//! Two-pass corpus scoring
//!
//! Pass one loads every experiment and captures its raw metrics; a hard
//! barrier then computes corpus-wide maxima; pass two normalizes each
//! experiment against those maxima and aggregates the final scores.
//! [`CorpusMaxima`] is only constructible from a completed collection,
//! which is what keeps the barrier enforceable: nothing can normalize
//! before everything has been collected.
//!
//! Per-experiment failures are isolated. A failed experiment is excluded
//! from the maxima (so one broken graph cannot deflate everyone else's
//! normalized scores) and surfaces as a zero-filled result carrying the
//! error.

mod weights;

pub use weights::{MetricProfile, ScoreWeights, SubScores};

use crate::loader::{ExperimentLoader, LoadError};
use crate::metrics::{self, RawMetrics};
use crate::record::GraphRecord;
use serde::Serialize;
use std::path::{Path, PathBuf};
use std::sync::Arc;
use thiserror::Error;
use tokio::fs;
use tokio::task::JoinSet;
use tracing::{debug, info};

/// Errors that abort a whole corpus run.
///
/// Only boundary conditions live here; anything specific to one experiment
/// is carried on that experiment's result instead.
#[derive(Debug, Error)]
pub enum EvalError {
    #[error("failed to read corpus root {path}: {source}")]
    CorpusRoot {
        path: PathBuf,
        source: std::io::Error,
    },

    #[error("collection worker failed: {0}")]
    Worker(#[from] tokio::task::JoinError),
}

/// Raw per-graph quantities captured during collection.
#[derive(Debug, Clone, Copy, Default)]
pub struct GraphSnapshot {
    pub node_count: usize,
    pub edge_count: usize,
    pub protagonist_centrality: f64,
    pub connectivity: f64,
    pub relation_diversity: f64,
    pub raw: RawMetrics,
}

impl GraphSnapshot {
    /// Capture every raw metric for one loaded record.
    pub fn capture(record: &GraphRecord, protagonist_id: &str) -> Self {
        Self {
            node_count: record.node_count(),
            edge_count: record.edge_count(),
            protagonist_centrality: metrics::protagonist_centrality(record, protagonist_id),
            connectivity: metrics::connectivity_score(record),
            relation_diversity: metrics::relation_diversity(record),
            raw: metrics::raw_metrics(record),
        }
    }
}

/// One experiment's collection outcome, success or failure.
#[derive(Debug)]
pub struct CollectedExperiment {
    pub directory: String,
    pub protagonist_id: String,
    pub outcome: Result<GraphSnapshot, LoadError>,
}

/// Corpus-wide maxima of the normalization-bound raw metrics.
///
/// Computed once over all successfully collected experiments; failed
/// experiments are excluded. Any maximum may be 0 for an empty or
/// degenerate corpus, in which case the corresponding normalized metric is
/// 0.0 everywhere.
#[derive(Debug, Clone, Copy, PartialEq)]
pub struct CorpusMaxima {
    max_scope: f64,
    max_avg_description_length: f64,
    max_avg_relation_strength: f64,
}

impl CorpusMaxima {
    /// Reduce a completed collection to its maxima.
    pub fn from_collection(collected: &[CollectedExperiment]) -> Self {
        let snapshots = collected
            .iter()
            .filter_map(|experiment| experiment.outcome.as_ref().ok());

        let mut maxima = Self {
            max_scope: 0.0,
            max_avg_description_length: 0.0,
            max_avg_relation_strength: 0.0,
        };
        for snapshot in snapshots {
            maxima.max_scope = maxima.max_scope.max(snapshot.raw.scope as f64);
            maxima.max_avg_description_length = maxima
                .max_avg_description_length
                .max(snapshot.raw.avg_description_length);
            maxima.max_avg_relation_strength = maxima
                .max_avg_relation_strength
                .max(snapshot.raw.avg_relation_strength);
        }
        maxima
    }

    pub fn normalized_scope(&self, raw: usize) -> f64 {
        ratio(raw as f64, self.max_scope)
    }

    pub fn normalized_description_length(&self, raw: f64) -> f64 {
        ratio(raw, self.max_avg_description_length)
    }

    pub fn normalized_relation_strength(&self, raw: f64) -> f64 {
        ratio(raw, self.max_avg_relation_strength)
    }
}

/// `raw / max`, defined as 0.0 when the maximum is 0 so a degenerate corpus
/// yields zeros instead of NaN.
fn ratio(raw: f64, max: f64) -> f64 {
    if max > 0.0 {
        raw / max
    } else {
        0.0
    }
}

/// Final per-experiment output: raw and normalized values, sub-scores, and
/// the final ranking score.
///
/// When `error` is set every numeric field is zero rather than absent, so
/// ranking and rendering never branch on missing values.
#[derive(Debug, Clone, Serialize)]
pub struct EvaluationResult {
    pub directory: String,
    pub protagonist_id: String,
    pub node_count: usize,
    pub edge_count: usize,
    pub protagonist_centrality: f64,
    pub connectivity_score: f64,
    pub relationship_diversity: f64,
    pub raw_scope: usize,
    pub normalized_scope: f64,
    pub raw_avg_description_length: f64,
    pub normalized_avg_description_length: f64,
    pub raw_avg_relation_strength: f64,
    pub normalized_avg_relation_strength: f64,
    pub focus_score: f64,
    pub structure_score: f64,
    pub richness_score: f64,
    pub novel_graph_score: f64,
    #[serde(skip_serializing_if = "Option::is_none")]
    pub error: Option<String>,
}

impl EvaluationResult {
    /// Zero-filled result for an experiment that failed to load.
    pub fn failed(directory: String, protagonist_id: String, error: String) -> Self {
        Self {
            directory,
            protagonist_id,
            node_count: 0,
            edge_count: 0,
            protagonist_centrality: 0.0,
            connectivity_score: 0.0,
            relationship_diversity: 0.0,
            raw_scope: 0,
            normalized_scope: 0.0,
            raw_avg_description_length: 0.0,
            normalized_avg_description_length: 0.0,
            raw_avg_relation_strength: 0.0,
            normalized_avg_relation_strength: 0.0,
            focus_score: 0.0,
            structure_score: 0.0,
            richness_score: 0.0,
            novel_graph_score: 0.0,
            error: Some(error),
        }
    }
}

/// Drives the two-pass evaluation over a corpus root.
pub struct CorpusEvaluator {
    loader: Arc<ExperimentLoader>,
    weights: ScoreWeights,
}

impl CorpusEvaluator {
    pub fn new(loader: ExperimentLoader) -> Self {
        Self {
            loader: Arc::new(loader),
            weights: ScoreWeights::default(),
        }
    }

    /// Swap in a non-default weight set
    pub fn with_weights(mut self, weights: ScoreWeights) -> Self {
        self.weights = weights;
        self
    }

    /// Evaluate every experiment directory under the corpus root.
    ///
    /// Results come back in directory order; ranking is the reporter's job.
    pub async fn evaluate(&self, corpus_root: &Path) -> Result<Vec<EvaluationResult>, EvalError> {
        let collected = self.collect(corpus_root).await?;
        info!(experiments = collected.len(), "collection complete");

        let maxima = CorpusMaxima::from_collection(&collected);
        debug!(?maxima, "corpus maxima");

        Ok(self.normalize(collected, &maxima))
    }

    /// Pass one: load and extract every experiment, failures included.
    ///
    /// Experiments load concurrently; results are gathered into a single
    /// collection and sorted by directory name, so downstream output is
    /// deterministic regardless of completion order.
    async fn collect(&self, corpus_root: &Path) -> Result<Vec<CollectedExperiment>, EvalError> {
        let corpus_error = |source| EvalError::CorpusRoot {
            path: corpus_root.to_path_buf(),
            source,
        };

        let mut directories = Vec::new();
        let mut entries = fs::read_dir(corpus_root).await.map_err(corpus_error)?;
        while let Some(entry) = entries.next_entry().await.map_err(corpus_error)? {
            let is_dir = entry
                .file_type()
                .await
                .map(|kind| kind.is_dir())
                .unwrap_or(false);
            if is_dir {
                directories.push((entry.file_name().to_string_lossy().into_owned(), entry.path()));
            }
        }
        directories.sort();

        let mut workers = JoinSet::new();
        for (directory, path) in directories {
            let loader = Arc::clone(&self.loader);
            workers.spawn(async move {
                let loaded = loader.load(&path).await;
                let outcome = loaded
                    .record
                    .map(|record| GraphSnapshot::capture(&record, &loaded.protagonist_id));
                CollectedExperiment {
                    directory,
                    protagonist_id: loaded.protagonist_id,
                    outcome,
                }
            });
        }

        let mut collected = Vec::new();
        while let Some(joined) = workers.join_next().await {
            let experiment = joined?;
            if let Err(err) = &experiment.outcome {
                info!(directory = %experiment.directory, %err, "experiment failed to load");
            }
            collected.push(experiment);
        }
        collected.sort_by(|a, b| a.directory.cmp(&b.directory));
        Ok(collected)
    }

    /// Pass two: normalize each experiment against the maxima and aggregate.
    fn normalize(
        &self,
        collected: Vec<CollectedExperiment>,
        maxima: &CorpusMaxima,
    ) -> Vec<EvaluationResult> {
        collected
            .into_iter()
            .map(|experiment| match experiment.outcome {
                Err(error) => EvaluationResult::failed(
                    experiment.directory,
                    experiment.protagonist_id,
                    error.to_string(),
                ),
                Ok(snapshot) => {
                    let profile = MetricProfile {
                        protagonist_centrality: snapshot.protagonist_centrality,
                        connectivity: snapshot.connectivity,
                        normalized_scope: maxima.normalized_scope(snapshot.raw.scope),
                        normalized_description_length: maxima
                            .normalized_description_length(snapshot.raw.avg_description_length),
                        relation_diversity: snapshot.relation_diversity,
                        normalized_relation_strength: maxima
                            .normalized_relation_strength(snapshot.raw.avg_relation_strength),
                    };
                    let scores = self.weights.aggregate(&profile);

                    EvaluationResult {
                        directory: experiment.directory,
                        protagonist_id: experiment.protagonist_id,
                        node_count: snapshot.node_count,
                        edge_count: snapshot.edge_count,
                        protagonist_centrality: snapshot.protagonist_centrality,
                        connectivity_score: snapshot.connectivity,
                        relationship_diversity: snapshot.relation_diversity,
                        raw_scope: snapshot.raw.scope,
                        normalized_scope: profile.normalized_scope,
                        raw_avg_description_length: snapshot.raw.avg_description_length,
                        normalized_avg_description_length: profile.normalized_description_length,
                        raw_avg_relation_strength: snapshot.raw.avg_relation_strength,
                        normalized_avg_relation_strength: profile.normalized_relation_strength,
                        focus_score: scores.focus,
                        structure_score: scores.structure,
                        richness_score: scores.richness,
                        novel_graph_score: scores.novel_graph,
                        error: None,
                    }
                }
            })
            .collect()
    }
}

#[cfg(test)]
mod tests {
    use super::*;
    use crate::record::{Edge, Node};

    fn collected(directory: &str, scope: usize, desc: f64, strength: f64) -> CollectedExperiment {
        CollectedExperiment {
            directory: directory.to_string(),
            protagonist_id: "P".to_string(),
            outcome: Ok(GraphSnapshot {
                node_count: scope,
                edge_count: 0,
                protagonist_centrality: 0.0,
                connectivity: 0.0,
                relation_diversity: 0.0,
                raw: RawMetrics {
                    scope,
                    avg_description_length: desc,
                    avg_relation_strength: strength,
                },
            }),
        }
    }

    fn failed(directory: &str) -> CollectedExperiment {
        CollectedExperiment {
            directory: directory.to_string(),
            protagonist_id: "P".to_string(),
            outcome: Err(LoadError::SourceNotFound),
        }
    }

    #[test]
    fn maxima_take_per_metric_maximum() {
        let corpus = vec![
            collected("a", 10, 3.0, 9.0),
            collected("b", 5, 8.0, 1.0),
        ];
        let maxima = CorpusMaxima::from_collection(&corpus);
        assert_eq!(maxima.normalized_scope(10), 1.0);
        assert_eq!(maxima.normalized_scope(5), 0.5);
        assert_eq!(maxima.normalized_description_length(8.0), 1.0);
        assert_eq!(maxima.normalized_relation_strength(9.0), 1.0);
    }

    #[test]
    fn maxima_exclude_failed_experiments() {
        // The failed experiment must not contribute; with only one success,
        // that success normalizes to 1.0.
        let corpus = vec![collected("a", 4, 2.0, 1.0), failed("b")];
        let maxima = CorpusMaxima::from_collection(&corpus);
        assert_eq!(maxima.normalized_scope(4), 1.0);
    }

    #[test]
    fn degenerate_corpus_normalizes_to_zero() {
        let corpus = vec![collected("a", 0, 0.0, 0.0), collected("b", 0, 0.0, 0.0)];
        let maxima = CorpusMaxima::from_collection(&corpus);
        assert_eq!(maxima.normalized_scope(0), 0.0);
        assert_eq!(maxima.normalized_description_length(0.0), 0.0);
        assert_eq!(maxima.normalized_relation_strength(0.0), 0.0);
    }

    #[test]
    fn empty_collection_yields_zero_maxima() {
        let maxima = CorpusMaxima::from_collection(&[]);
        assert_eq!(maxima.normalized_scope(3), 0.0);
    }

    #[test]
    fn snapshot_captures_all_raw_metrics() {
        let record = GraphRecord::new()
            .with_nodes(vec![Node::new("P"), Node::new("X")])
            .with_edges(vec![Edge::new("P", "X").with_label("knows").with_strength(4.0)]);
        let snapshot = GraphSnapshot::capture(&record, "P");
        assert_eq!(snapshot.node_count, 2);
        assert_eq!(snapshot.edge_count, 1);
        assert_eq!(snapshot.protagonist_centrality, 1.0);
        assert_eq!(snapshot.connectivity, 1.0);
        assert_eq!(snapshot.relation_diversity, 1.0);
        assert_eq!(snapshot.raw.scope, 2);
        assert_eq!(snapshot.raw.avg_relation_strength, 4.0);
    }

    #[test]
    fn failed_result_is_zero_filled() {
        let result = EvaluationResult::failed(
            "broken".to_string(),
            "P".to_string(),
            "source file not found".to_string(),
        );
        assert_eq!(result.novel_graph_score, 0.0);
        assert_eq!(result.raw_scope, 0);
        assert_eq!(result.error.as_deref(), Some("source file not found"));
    }
}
--------------------------------
Exercise description: Say how many lines in the data hold the string "Option", and say nothing else.

Solution for this exercise: 2